„Córka twierdziła, że modne ciuchy kupuje w lumpeksie. Myślałam, że jest zaradna, a ona zdobywała kasę podstępem”
„Wiem, że w second handach można upolować nie lada perełki, bo sama od czasu do czasu zaglądam do tego typu sklepów. Jednakże mało prawdopodobne wydawało mi się, aby kupić tam taki płaszcz. Jestem absolutnie przekonana, że nie był używany”.

- listy do redakcji
Zawsze byłam bardzo dumna z mojej córki. W liceum Ania była najlepszą uczennicą, a maturę zdała śpiewająco. Teraz ma 22 lata i studiuje swoje wymarzone prawo. Jest przy tym bardzo zaradna i ma wspaniałe wyczucie stylu. Potrafi się świetnie ubrać dosłownie za grosze – nikt by nie powiedział, że nosi ciuchy z second handów. Przynajmniej ona twierdzi, że tam je kupuje.
Ania jest moim jedynym dzieckiem. Z mężem dokładaliśmy wszelakich starań, aby zapewnić jej wszystko, co najlepsze. To nasze oczko w głowie. Jest taka kochana. Ma dobre serce i mnóstwo życzliwości dla innych ludzi. Pomimo że jest bardzo młoda, wspomaga nas finansowo, chociaż jej o to nigdy nie prosiliśmy. Poza tym mamy wystarczająco dużo pieniędzy, żeby wieść spokojne życie. Ania jednak twierdzi, że koniecznie chce się odwdzięczyć za to, co dla niej zrobiliśmy.
Za każdym razem gdy się spotykamy, nie mogę się nadziwić, że kobieta w jej wieku może mieć taką klasę. Jestem święcie przekonana, że będzie fantastyczną prawniczką – z jej urodą i otwartym umysłem osiągnie to, co tylko sobie wymarzy.
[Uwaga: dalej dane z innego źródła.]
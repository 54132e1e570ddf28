#![allow(dead_code)]

use std::collections::VecDeque;
use std::sync::{Arc, Mutex};

use async_trait::async_trait;
use decision_assistant::clients::{AiGateway, GatewayError, GatewayErrorKind, ReportResult};
use tokio::sync::Notify;

/// Recorded arguments of one revise call
#[derive(Debug, Clone, PartialEq, Eq)]
pub struct RevisionCall {
    pub question: String,
    pub context: String,
    pub draft: String,
}

/// Gateway that replays queued outcomes and records every call
#[derive(Default)]
pub struct ScriptedGateway {
    revisions: Mutex<VecDeque<Result<String, GatewayError>>>,
    reports: Mutex<VecDeque<Result<ReportResult, GatewayError>>>,
    pub revision_calls: Mutex<Vec<RevisionCall>>,
    pub report_prompts: Mutex<Vec<String>>,
}

impl ScriptedGateway {
    pub fn new() -> Self {
        Self::default()
    }

    pub fn revise_ok(self, text: &str) -> Self {
        self.revisions.lock().unwrap().push_back(Ok(text.to_string()));
        self
    }

    pub fn revise_err(self, kind: GatewayErrorKind, message: &str) -> Self {
        self.revisions
            .lock()
            .unwrap()
            .push_back(Err(GatewayError::new(kind, message)));
        self
    }

    pub fn report_ok(self, report: ReportResult) -> Self {
        self.reports.lock().unwrap().push_back(Ok(report));
        self
    }

    pub fn report_err(self, kind: GatewayErrorKind, message: &str) -> Self {
        self.reports
            .lock()
            .unwrap()
            .push_back(Err(GatewayError::new(kind, message)));
        self
    }
}

#[async_trait]
impl AiGateway for ScriptedGateway {
    async fn revise_answer(
        &self,
        question: &str,
        context: &str,
        draft: &str,
    ) -> Result<String, GatewayError> {
        self.revision_calls.lock().unwrap().push(RevisionCall {
            question: question.to_string(),
            context: context.to_string(),
            draft: draft.to_string(),
        });
        self.revisions
            .lock()
            .unwrap()
            .pop_front()
            .unwrap_or_else(|| Err(GatewayError::new(GatewayErrorKind::Unknown, "no scripted revision")))
    }

    async fn generate_final_report(&self, prompt: &str) -> Result<ReportResult, GatewayError> {
        self.report_prompts.lock().unwrap().push(prompt.to_string());
        self.reports
            .lock()
            .unwrap()
            .pop_front()
            .unwrap_or_else(|| Err(GatewayError::new(GatewayErrorKind::Unknown, "no scripted report")))
    }
}

/// Gateway whose revise call parks until the test releases it
#[derive(Default)]
pub struct GatedGateway {
    pub started: Arc<Notify>,
    pub release: Arc<Notify>,
}

#[async_trait]
impl AiGateway for GatedGateway {
    async fn revise_answer(
        &self,
        _question: &str,
        _context: &str,
        draft: &str,
    ) -> Result<String, GatewayError> {
        self.started.notify_one();
        self.release.notified().await;
        Ok(format!("revised: {}", draft))
    }

    async fn generate_final_report(&self, _prompt: &str) -> Result<ReportResult, GatewayError> {
        Err(GatewayError::new(GatewayErrorKind::Unknown, "not used"))
    }
}

/// Gateway whose calls panic mid-request
pub struct PanickingGateway;

#[async_trait]
impl AiGateway for PanickingGateway {
    async fn revise_answer(
        &self,
        _question: &str,
        _context: &str,
        _draft: &str,
    ) -> Result<String, GatewayError> {
        panic!("connection handler crashed");
    }

    async fn generate_final_report(&self, _prompt: &str) -> Result<ReportResult, GatewayError> {
        panic!("connection handler crashed");
    }
}

pub fn sample_report() -> ReportResult {
    ReportResult {
        report: "# Executive Summary\n\n- Budget overrun. (Financial)\n".to_string(),
        sources: Vec::new(),
    }
}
Zaczęłam podejrzewać, że nas okłamuje
– Zobacz, mamo, jaki cudowny płaszcz ostatnio w lumpeksie dorwałam – Ania pochwaliła się najnowszym nabytkiem.
Płaszcz leżał na niej jak ulał – zupełnie jakby był uszyty specjalnie dla niej. Jeden rzut oka mi wystarczył, aby stwierdzić, że to doskonałej jakości wełna. Trochę interesuję się modą i znam się na odzieży. Kiedyś nawet miałam pomysł, żeby założyć modowego bloga, ale ostatecznie nie wdrożyłam go w życie. Z zawodu jestem krawcową. Prowadzę pracownię i na brak zleceń nie narzekam.
– Jest piękny – przyznałam z zachwytem.
– Wyobraź sobie, że dałam za niego tylko 50 złotych – opowiadała córka.
– W sklepie na pewno kosztowałby majątek.
Córka czasami prosiła, żebym jej coś przerobiła – skróciła spodnie czy zwęziła spódnicę. Nauczyłam ją, aby wybierała dobre gatunkowo ubrania, bo to znakomita inwestycja. Nie jestem zwolenniczką posiadania zbyt wielu rzeczy. Wolę mieć skromniejszą garderobę, ale porządną. Poza tym szyję i dla siebie, aczkolwiek rzadko z uwagi na dużą ilość zamówień.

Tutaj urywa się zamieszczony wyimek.